* _WORK INSTRUCTIONS_
The entries below must be transcribed exactly. Leave nothing out.

* _GIVEN ENTRIES_
━━━━━━━━━━━━━━━━━━━━━━━━━━━━━━
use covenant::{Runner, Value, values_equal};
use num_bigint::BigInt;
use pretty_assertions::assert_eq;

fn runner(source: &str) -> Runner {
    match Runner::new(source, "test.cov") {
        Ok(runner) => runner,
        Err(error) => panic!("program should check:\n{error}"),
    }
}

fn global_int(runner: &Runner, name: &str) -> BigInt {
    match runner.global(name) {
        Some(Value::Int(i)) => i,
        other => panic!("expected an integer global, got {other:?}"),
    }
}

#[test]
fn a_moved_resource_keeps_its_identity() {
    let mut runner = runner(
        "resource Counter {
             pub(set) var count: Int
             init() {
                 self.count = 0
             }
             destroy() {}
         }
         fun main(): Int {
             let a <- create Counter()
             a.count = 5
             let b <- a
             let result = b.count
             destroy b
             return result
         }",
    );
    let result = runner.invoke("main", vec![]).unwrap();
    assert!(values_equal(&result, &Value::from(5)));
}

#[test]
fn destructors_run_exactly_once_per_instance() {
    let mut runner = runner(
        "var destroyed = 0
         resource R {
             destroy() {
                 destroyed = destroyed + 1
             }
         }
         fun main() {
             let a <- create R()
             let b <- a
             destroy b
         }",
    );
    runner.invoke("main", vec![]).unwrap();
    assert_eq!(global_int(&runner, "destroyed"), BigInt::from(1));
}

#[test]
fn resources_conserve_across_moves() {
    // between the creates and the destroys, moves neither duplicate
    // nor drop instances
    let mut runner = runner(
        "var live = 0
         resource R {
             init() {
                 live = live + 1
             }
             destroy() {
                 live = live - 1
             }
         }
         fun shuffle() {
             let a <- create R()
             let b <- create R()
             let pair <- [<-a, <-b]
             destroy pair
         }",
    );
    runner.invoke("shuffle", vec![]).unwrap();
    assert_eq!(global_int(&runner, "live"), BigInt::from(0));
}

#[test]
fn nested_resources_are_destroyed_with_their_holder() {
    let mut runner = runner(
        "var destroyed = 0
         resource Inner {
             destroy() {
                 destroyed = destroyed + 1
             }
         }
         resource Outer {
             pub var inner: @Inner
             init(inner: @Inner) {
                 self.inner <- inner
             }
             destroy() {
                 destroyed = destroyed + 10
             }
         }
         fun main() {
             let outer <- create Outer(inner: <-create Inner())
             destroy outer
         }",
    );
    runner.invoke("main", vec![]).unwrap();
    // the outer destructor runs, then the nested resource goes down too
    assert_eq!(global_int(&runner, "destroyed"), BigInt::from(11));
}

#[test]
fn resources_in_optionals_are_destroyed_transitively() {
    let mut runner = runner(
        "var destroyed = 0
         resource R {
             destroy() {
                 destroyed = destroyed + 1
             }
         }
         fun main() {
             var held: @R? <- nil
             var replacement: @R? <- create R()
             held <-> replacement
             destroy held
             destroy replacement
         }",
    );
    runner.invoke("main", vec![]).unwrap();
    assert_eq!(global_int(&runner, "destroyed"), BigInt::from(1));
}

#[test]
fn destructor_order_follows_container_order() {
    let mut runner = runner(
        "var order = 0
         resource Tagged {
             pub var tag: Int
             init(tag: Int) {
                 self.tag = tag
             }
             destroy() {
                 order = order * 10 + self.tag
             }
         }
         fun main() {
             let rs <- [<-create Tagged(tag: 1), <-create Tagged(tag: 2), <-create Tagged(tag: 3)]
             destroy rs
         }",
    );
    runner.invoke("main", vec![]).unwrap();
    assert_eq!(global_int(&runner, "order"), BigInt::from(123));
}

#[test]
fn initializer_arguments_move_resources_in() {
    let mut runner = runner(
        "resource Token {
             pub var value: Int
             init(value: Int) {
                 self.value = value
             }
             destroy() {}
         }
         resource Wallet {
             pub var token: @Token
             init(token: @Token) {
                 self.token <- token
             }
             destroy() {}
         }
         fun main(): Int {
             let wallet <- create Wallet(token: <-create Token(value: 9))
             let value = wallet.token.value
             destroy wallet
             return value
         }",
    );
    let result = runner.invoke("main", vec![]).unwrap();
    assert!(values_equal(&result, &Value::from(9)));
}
━━━━━━━━━━━━━━━━━━━━━━━━━━━━━━
* _SOLUTION TO THIS TASK_
use covenant::{Runner, Value, values_equal};
use num_bigint::BigInt;
use pretty_assertions::assert_eq;

fn runner(source: &str) -> Runner {
    match Runner::new(source, "test.cov") {
        Ok(runner) => runner,
        Err(error) => panic!("program should check:\n{error}"),
    }
}

fn global_int(runner: &Runner, name: &str) -> BigInt {
    match runner.global(name) {
        Some(Value::Int(i)) => i,
        other => panic!("expected an integer global, got {other:?}"),
    }
}

#[test]
fn a_moved_resource_keeps_its_identity() {
    let mut runner = runner(
        "resource Counter {
             pub(set) var count: Int
             init() {
                 self.count = 0
             }
             destroy() {}
         }
         fun main(): Int {
             let a <- create Counter()
             a.count = 5
             let b <- a
             let result = b.count
             destroy b
             return result
         }",
    );
    let result = runner.invoke("main", vec![]).unwrap();
    assert!(values_equal(&result, &Value::from(5)));
}

#[test]
fn destructors_run_exactly_once_per_instance() {
    let mut runner = runner(
        "var destroyed = 0
         resource R {
             destroy() {
                 destroyed = destroyed + 1
             }
         }
         fun main() {
             let a <- create R()
             let b <- a
             destroy b
         }",
    );
    runner.invoke("main", vec![]).unwrap();
    assert_eq!(global_int(&runner, "destroyed"), BigInt::from(1));
}

#[test]
fn resources_conserve_across_moves() {
    // between the creates and the destroys, moves neither duplicate
    // nor drop instances
    let mut runner = runner(
        "var live = 0
         resource R {
             init() {
                 live = live + 1
             }
             destroy() {
                 live = live - 1
             }
         }
         fun shuffle() {
             let a <- create R()
             let b <- create R()
             let pair <- [<-a, <-b]
             destroy pair
         }",
    );
    runner.invoke("shuffle", vec![]).unwrap();
    assert_eq!(global_int(&runner, "live"), BigInt::from(0));
}

#[test]
fn nested_resources_are_destroyed_with_their_holder() {
    let mut runner = runner(
        "var destroyed = 0
         resource Inner {
             destroy() {
                 destroyed = destroyed + 1
             }
         }
         resource Outer {
             pub var inner: @Inner
             init(inner: @Inner) {
                 self.inner <- inner
             }
             destroy() {
                 destroyed = destroyed + 10
             }
         }
         fun main() {
             let outer <- create Outer(inner: <-create Inner())
             destroy outer
         }",
    );
    runner.invoke("main", vec![]).unwrap();
    // the outer destructor runs, then the nested resource goes down too
    assert_eq!(global_int(&runner, "destroyed"), BigInt::from(11));
}

#[test]
fn resources_in_optionals_are_destroyed_transitively() {
    let mut runner = runner(
        "var destroyed = 0
         resource R {
             destroy() {
                 destroyed = destroyed + 1
             }
         }
         fun main() {
             var held: @R? <- nil
             var replacement: @R? <- create R()
             held <-> replacement
             destroy held
             destroy replacement
         }",
    );
    runner.invoke("main", vec![]).unwrap();
    assert_eq!(global_int(&runner, "destroyed"), BigInt::from(1));
}

#[test]
fn destructor_order_follows_container_order() {
    let mut runner = runner(
        "var order = 0
         resource Tagged {
             pub var tag: Int
             init(tag: Int) {
                 self.tag = tag
             }
             destroy() {
                 order = order * 10 + self.tag
             }
         }
         fun main() {
             let rs <- [<-create Tagged(tag: 1), <-create Tagged(tag: 2), <-create Tagged(tag: 3)]
             destroy rs
         }",
    );
    runner.invoke("main", vec![]).unwrap();
    assert_eq!(global_int(&runner, "order"), BigInt::from(123));
}

#[test]
fn initializer_arguments_move_resources_in() {
    let mut runner = runner(
        "resource Token {
             pub var value: Int
             init(value: Int) {
                 self.value = value
             }
             destroy() {}
         }
         resource Wallet {
             pub var token: @Token
             init(token: @Token) {
                 self.token <- token
             }
             destroy() {}
         }
         fun main(): Int {
             let wallet <- create Wallet(token: <-create Token(value: 9))
             let value = wallet.token.value
             destroy wallet
             return value
         }",
    );
    let result = runner.invoke("main", vec![]).unwrap();
    assert!(values_equal(&result, &Value::from(9)));
}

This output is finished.